(GIVEN RECORDS)

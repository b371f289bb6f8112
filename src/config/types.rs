//! Typed scalars shared by the detector, the scanner and the reporter.

use serde::Serialize;
use std::ops::Sub;

use crate::utils::{format_grouped_int, format_sig};

/// Smallest denominator used wherever an average or previous close can be zero.
pub const EPSILON: f64 = 1e-12;

macro_rules! define_price_type {
    ($name:ident) => {
        #[derive(Debug, Clone, Copy, PartialEq, PartialOrd, Serialize, Default)]
        #[serde(transparent)]
        pub struct $name(f64);

        impl $name {
            pub const fn new(val: f64) -> Self {
                // Absolute prices should not be negative
                let v = if val < 0.0 { 0.0 } else { val };
                Self(v)
            }

            #[inline]
            pub fn value(self) -> f64 {
                self.0
            }

            /// Guards against division by a zero price.
            #[inline]
            pub fn as_safe_divisor(self) -> f64 {
                self.0.max(EPSILON)
            }
        }

        impl Sub for $name {
            type Output = f64;

            fn sub(self, rhs: Self) -> Self::Output {
                self.value() - rhs.value()
            }
        }

        impl std::fmt::Display for $name {
            fn fmt(&self, f: &mut std::fmt::Formatter<'_>) -> std::fmt::Result {
                write!(f, "{}", format_sig(self.0, 6))
            }
        }
    };
}

define_price_type!(OpenPrice);
define_price_type!(HighPrice);
define_price_type!(LowPrice);
define_price_type!(ClosePrice);

#[derive(Debug, Clone, Copy, PartialEq, PartialOrd, Serialize, Default)]
#[serde(transparent)]
pub struct BaseVol(f64);

impl BaseVol {
    pub const fn new(val: f64) -> Self {
        let v = if val < 0.0 { 0.0 } else { val };
        Self(v)
    }

    #[inline]
    pub fn value(self) -> f64 {
        self.0
    }
}

impl std::fmt::Display for BaseVol {
    fn fmt(&self, f: &mut std::fmt::Formatter<'_>) -> std::fmt::Result {
        write!(f, "{}", format_grouped_int(self.0))
    }
}

/// How many times the baseline average the evaluated candle's volume must reach.
#[derive(Debug, Clone, Copy, PartialEq, PartialOrd)]
pub struct VolMultiplier(f64);

impl VolMultiplier {
    pub const DEFAULT_VALUE: f64 = 2.0;

    pub const fn new(val: f64) -> Self {
        Self(val)
    }

    #[inline]
    pub fn value(self) -> f64 {
        self.0
    }
}

impl Default for VolMultiplier {
    fn default() -> Self {
        Self(Self::DEFAULT_VALUE)
    }
}

impl std::fmt::Display for VolMultiplier {
    fn fmt(&self, f: &mut std::fmt::Formatter<'_>) -> std::fmt::Result {
        write!(f, "{:.2}x", self.0)
    }
}

/// Fractional close-to-close change (0.03 == +3%). Unclamped: negative moves are valid.
#[derive(Debug, Clone, Copy, PartialEq, PartialOrd)]
pub struct PriceChangePct(f64);

impl PriceChangePct {
    pub const DEFAULT_VALUE: f64 = 0.03;

    pub const fn new(val: f64) -> Self {
        Self(val)
    }

    /// Change from `prev` to `now`, relative to `prev` (floored at EPSILON).
    pub fn calculate(now: ClosePrice, prev: ClosePrice) -> Self {
        Self((now - prev) / prev.as_safe_divisor())
    }

    #[inline]
    pub fn value(self) -> f64 {
        self.0
    }
}

impl Default for PriceChangePct {
    fn default() -> Self {
        Self(Self::DEFAULT_VALUE)
    }
}

impl std::fmt::Display for PriceChangePct {
    fn fmt(&self, f: &mut std::fmt::Formatter<'_>) -> std::fmt::Result {
        write!(f, "{:+.2}%", self.0 * 100.)
    }
}
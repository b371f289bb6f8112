pub mod candle;
pub mod market;
pub mod spike_match;
pub mod timeframe;

pub use candle::{Candle, CandleSeries};
pub use market::{InstrumentKind, Market};
pub use spike_match::SpikeMatch;
pub use timeframe::{Timeframe, UnsupportedTimeframe};
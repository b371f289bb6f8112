mod format;
mod time_utils;

pub use format::{format_grouped_int, format_sig};
pub use time_utils::TimeUtils;
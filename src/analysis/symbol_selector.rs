use itertools::Itertools;

use crate::domain::Market;

/// Active spot symbols quoted in `quote`, deduplicated, sorted and capped at `max_markets`.
pub fn select_symbols(markets: &[Market], quote: &str, max_markets: usize) -> Vec<String> {
    markets
        .iter()
        .filter(|m| m.is_scannable_for(quote))
        .map(|m| m.symbol.clone())
        .sorted()
        .dedup()
        .take(max_markets)
        .collect()
}

#[cfg(test)]
mod tests {
    use super::*;
    use crate::domain::InstrumentKind;

    fn spot(symbol: &str, quote: &str) -> Market {
        Market::new(symbol, quote, true, InstrumentKind::Spot)
    }

    #[test]
    fn empty_catalog_selects_nothing() {
        assert!(select_symbols(&[], "USDT", 400).is_empty());
    }

    #[test]
    fn filters_on_quote_activity_and_kind() {
        let markets = vec![
            spot("BTCUSDT", "USDT"),
            spot("ETHBTC", "BTC"),
            Market::new("LUNAUSDT", "USDT", false, InstrumentKind::Spot),
            Market::new("BTCUSDT_PERP", "USDT", true, InstrumentKind::Other),
            spot("ADAUSDT", "USDT"),
        ];
        assert_eq!(
            select_symbols(&markets, "USDT", 400),
            vec!["ADAUSDT".to_string(), "BTCUSDT".to_string()]
        );
    }

    #[test]
    fn output_is_sorted_unique_and_capped() {
        let markets = vec![
            spot("XRPUSDT", "USDT"),
            spot("BTCUSDT", "USDT"),
            spot("XRPUSDT", "USDT"),
            spot("ETHUSDT", "USDT"),
            spot("BTCUSDT", "USDT"),
            spot("ADAUSDT", "USDT"),
        ];

        let all = select_symbols(&markets, "USDT", 400);
        assert_eq!(all, vec!["ADAUSDT", "BTCUSDT", "ETHUSDT", "XRPUSDT"]);

        let capped = select_symbols(&markets, "USDT", 2);
        assert_eq!(capped, vec!["ADAUSDT", "BTCUSDT"]);

        assert!(select_symbols(&markets, "USDT", 0).is_empty());
    }

    #[test]
    fn quote_match_is_exact() {
        let markets = vec![spot("BTCUSDT", "USDT"), spot("BTCUSDC", "USDC")];
        assert!(select_symbols(&markets, "usdt", 10).is_empty());
    }
}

(End GIVEN RECORDS)

EXERCISE >>
Which lines of the data include the string "struct"? Find them and copy each one.

TASK ANSWER >>
        pub struct $name(f64);
pub struct BaseVol(f64);
pub struct VolMultiplier(f64);
pub struct PriceChangePct(f64);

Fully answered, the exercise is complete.